I shake my head, refusing to accept that he ever felt that way, wishing I’d known, and place my hand in his, squeezing tightly.
“Then, on one random day in December, you texted me. I felt like I’d won the lottery.”
I laugh, rolling my eyes, as Bo brings my hand to his mouth and kisses my wrist.
“Ever since then, I’ve fallen deeper and deeper in love with you. Your heart, your kindness, your strength, your joy, your selflessness.” He reaches around me, dropping the bandanna back into the box along with the rest of our beautiful, if unconventional story.
“Bo, I…”
He turns, reaching into the couch again, smiling mischievously. “One more thing…”
“I’m searching the couch from now on,” I say, wiping a tear off my cheek. “You’ll have to find a new hiding spot.”
He turns back around, his palm covering something he’s placed in his lap. Something, I suspect, that’s shiny and in a smaller box than the one sitting next to me. I put a hand on my stomach involuntarily, feeling the baby kick with the quickened rhythm of my heart.
“Bo,” I choke out.
“You are my soul’s purpose, Win. To know you, to love you, to build a family with you, to spend every day taking care of you, to watch you shine and get all the good things you deserve out of this life.” Bo ducks his head and reveals the small leather box in his hands, opening it to show me the most stunning, simple gold band.
“Yes,” I say involuntarily, looking up to him. “Yes,” I repeat.
He chuckles lightly, shaking his head. “Can I ask first?”
“Oh, yes. Sorry.” I wave him on, smiling as tears roll over the corners of my upturned lips.
“Winnifred June McNulty, love of my life and mother of my child, will you please marry me?”
“I will,” I say, throwing myself at him. “I will, and I will be proposing back to you.”
“It’s only fair,” Bo says, his lips trembling against my own.
“It’s beautiful,” I say, kissing him sloppily as he attempts to slip the ring on my finger. “But it’s far too small, honey. I’m very pregnant.”
“We’ll get it resized when we put a stone on it,” he says, holding it out to me.
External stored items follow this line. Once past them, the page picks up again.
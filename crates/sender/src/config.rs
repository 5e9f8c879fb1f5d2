//! Sender configuration.

use std::path::{Path, PathBuf};
use std::time::Duration;

use serde::{Deserialize, Serialize};

use chunkferry_protocol::DEFAULT_CHUNK_SIZE;
use chunkferry_protocol::constants::{
    DEFAULT_INTER_CHUNK_DELAY, DEFAULT_SEND_RETRY_DELAY, DEFAULT_STARTUP_DELAY,
};

/// Per-request timeout for one chunk upload.
pub const DEFAULT_REQUEST_TIMEOUT: Duration = Duration::from_secs(300);

/// Errors raised while loading a [`SenderConfig`].
#[derive(Debug, thiserror::Error)]
pub enum ConfigError {
    #[error("failed to read {path}: {source}")]
    Io {
        path: PathBuf,
        #[source]
        source: std::io::Error,
    },

    #[error("failed to parse {path}: {source}")]
    Json {
        path: PathBuf,
        #[source]
        source: serde_json::Error,
    },
}

/// Chunk size and pacing for a [`ChunkSender`](crate::ChunkSender).
///
/// Durations are whole milliseconds in JSON.
#[derive(Debug, Clone, PartialEq, Serialize, Deserialize)]
#[serde(rename_all = "camelCase", default)]
pub struct SenderConfig {
    pub chunk_size: usize,
    #[serde(with = "chunkferry_protocol::serde_millis")]
    pub startup_delay: Duration,
    #[serde(with = "chunkferry_protocol::serde_millis")]
    pub inter_chunk_delay: Duration,
    /// Wait before the single retry of a failed chunk.
    #[serde(with = "chunkferry_protocol::serde_millis")]
    pub retry_delay: Duration,
    #[serde(with = "chunkferry_protocol::serde_millis")]
    pub request_timeout: Duration,
}

impl Default for SenderConfig {
    fn default() -> Self {
        Self {
            chunk_size: DEFAULT_CHUNK_SIZE,
            startup_delay: DEFAULT_STARTUP_DELAY,
            inter_chunk_delay: DEFAULT_INTER_CHUNK_DELAY,
            retry_delay: DEFAULT_SEND_RETRY_DELAY,
            request_timeout: DEFAULT_REQUEST_TIMEOUT,
        }
    }
}

impl SenderConfig {
    /// Reads a JSON configuration file. Missing keys keep their defaults.
    pub fn load(path: &Path) -> Result<Self, ConfigError> {
        let content = std::fs::read_to_string(path).map_err(|source| ConfigError::Io {
            path: path.to_path_buf(),
            source,
        })?;
        serde_json::from_str(&content).map_err(|source| ConfigError::Json {
            path: path.to_path_buf(),
            source,
        })
    }
}
impl ChunkSender {
    pub fn new(transport: Arc<dyn ChunkTransport>, config: SenderConfig) -> Self {
        Self {
            transport,
            config,
            events: None,
        }
    }

    /// Delivers [`SendEvent`]s to `events` during each transfer.
    pub fn with_events(mut self, events: mpsc::Sender<SendEvent>) -> Self {
        self.events = Some(events);
        self
    }

    /// Uploads one file. Never panics on bad input; every outcome is a
    /// [`SendResult`].
    pub async fn send(&self, request: SendRequest) -> SendResult {
        if request.url.is_empty() {
            return SendResult::rejected("no upload url given");
        }
        if request.file_path.as_os_str().is_empty() {
            return SendResult::rejected("no file path given");
        }
        let Some(file_name) = request
            .file_path
            .file_name()
            .and_then(|n| n.to_str())
            .map(str::to_string)
        else {
            return SendResult::rejected(format!(
                "unusable file name: {}",
                request.file_path.display()
            ));
        };

        let chunk_size = request.chunk_size.unwrap_or(self.config.chunk_size);
        let reader = match open_reader(&request.file_path, chunk_size).await {
            Ok(reader) => reader,
            Err(message) => return SendResult::rejected(message),
        };
        if reader.total_chunks() == 0 {
            return SendResult::rejected(format!("file is empty: {}", request.file_path.display()));
        }

        let session_id = uuid::Uuid::new_v4().to_string();
        let total_chunks = reader.total_chunks();
        let total_size = reader.file_size();
        info!(
            %session_id,
            file = %request.file_path.display(),
            total_chunks,
            total_size,
            chunk_size = reader.chunk_size(),
            "starting upload"
        );
        self.emit(SendEvent::Started {
            session_id: session_id.clone(),
            file_name: file_name.clone(),
            total_chunks,
            total_size,
        })
        .await;

        let result = self
            .send_chunks(&request, reader, &session_id, &file_name)
            .await;
        self.emit(SendEvent::Finished {
            session_id: session_id.clone(),
            success: result.is_ok(),
        })
        .await;

        match result {
            Ok(()) => {
                info!(%session_id, "upload finished");
                SendResult::uploaded(session_id)
            }
            Err(message) => {
                let kind = if total_chunks > 1 {
                    FailureKind::Fatal
                } else {
                    FailureKind::Soft
                };
                warn!(%session_id, ?kind, "upload failed: {message}");
                SendResult::failed(Some(session_id), message, kind)
            }
        }
    }

    async fn send_chunks(
        &self,
        request: &SendRequest,
        mut reader: ChunkReader,
        session_id: &str,
        file_name: &str,
    ) -> Result<(), String> {
        let total_chunks = reader.total_chunks();
        let total_size = reader.file_size();
        let mut bytes_sent: u64 = 0;

        tokio::time::sleep(self.config.startup_delay).await;

        loop {
            let (returned, next) = tokio::task::spawn_blocking(move || {
                let chunk = reader.next_chunk();
                (reader, chunk)
            })
            .await
            .map_err(|e| format!("read task failed: {e}"))?;
            reader = returned;

            let chunk = match next {
                Ok(Some(chunk)) => chunk,
                Ok(None) => return Ok(()),
                Err(e) => return Err(format!("failed to read chunk: {e}")),
            };

            if chunk.ordinal > 1 {
                tokio::time::sleep(self.config.inter_chunk_delay).await;
            }

            let meta = ChunkMeta {
                session_id: session_id.to_string(),
                file_name: file_name.to_string(),
                ordinal: chunk.ordinal,
                total_chunks,
                total_size,
                is_last: chunk.is_last(),
            };
            self.deliver(request, &meta, &chunk.data).await?;

            bytes_sent += chunk.size() as u64;
            debug!(
                session_id,
                ordinal = chunk.ordinal,
                total_chunks,
                bytes_sent,
                "chunk sent"
            );
            self.emit(SendEvent::ChunkSent {
                session_id: session_id.to_string(),
                ordinal: chunk.ordinal,
                total_chunks,
                bytes_sent,
            })
            .await;
        }
    }

    /// Sends one chunk. Transport errors and unexpected statuses get one
    /// retry; 401, 403 and 406 fail at once.
    async fn deliver(&self, request: &SendRequest, meta: &ChunkMeta, payload: &[u8]) -> Result<(), String> {
        let mut retried = false;
        loop {
            let outcome = self
                .transport
                .send_chunk(ChunkRequest {
                    url: &request.url,
                    headers: &request.headers,
                    meta,
                    payload,
                })
                .await;

            let reason = match outcome {
                Ok(status) if (200..300).contains(&status) => return Ok(()),
                Ok(status) if REJECTION_STATUSES.contains(&status) => {
                    return Err(format!(
                        "chunk {} of {} rejected with status {status}",
                        meta.ordinal, meta.total_chunks
                    ));
                }
                Ok(status) => format!("status {status}"),
                Err(e) => e.to_string(),
            };

            if retried {
                return Err(format!(
                    "chunk {} of {} failed after retry: {reason}",
                    meta.ordinal, meta.total_chunks
                ));
            }
            warn!(
                session_id = %meta.session_id,
                ordinal = meta.ordinal,
                "chunk send failed ({reason}), retrying in {:?}",
                self.config.retry_delay
            );
            tokio::time::sleep(self.config.retry_delay).await;
            retried = true;
        }
    }

    async fn emit(&self, event: SendEvent) {
        if let Some(tx) = &self.events {
            let _ = tx.send(event).await;
        }
    }
}

async fn open_reader(path: &Path, chunk_size: usize) -> Result<ChunkReader, String> {
    let path_buf = path.to_path_buf();
    let opened = tokio::task::spawn_blocking(move || ChunkReader::new(&path_buf, chunk_size))
        .await
        .map_err(|e| format!("open task failed: {e}"))?;

    opened.map_err(|e| match e {
        TransferError::Io(io) if io.kind() == std::io::ErrorKind::NotFound => {
            format!("file not found: {}", path.display())
        }
        TransferError::NotAFile(_) => format!("not a file: {}", path.display()),
        other => format!("cannot read {}: {other}", path.display()),
    })
}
I slide the ring onto the ring finger on my right hand, which it’s far too big for.
“It was my mom’s,” Bo says, bringing my right hand between us, twiddling it with his thumb. “I hope that’s okay.”
“Absolutely,” I say, punctuated by a kiss. “I wouldn’t want it any other way.”
For the rest of the night, I wear the ring on my smaller thumb, refusing to take it off. We eat leftover food from the baby shower in our pyjamas and dance to Frank Sinatra in the dining room afterward, my belly poking out between us.
All evening I look around the house, look at my fiancé, look at my belly, smiling with so much gratitude it’s quite nearly painful. Thinking that I cannot wait for whatever comes next. How capable I feel to face it all with Bo at my side.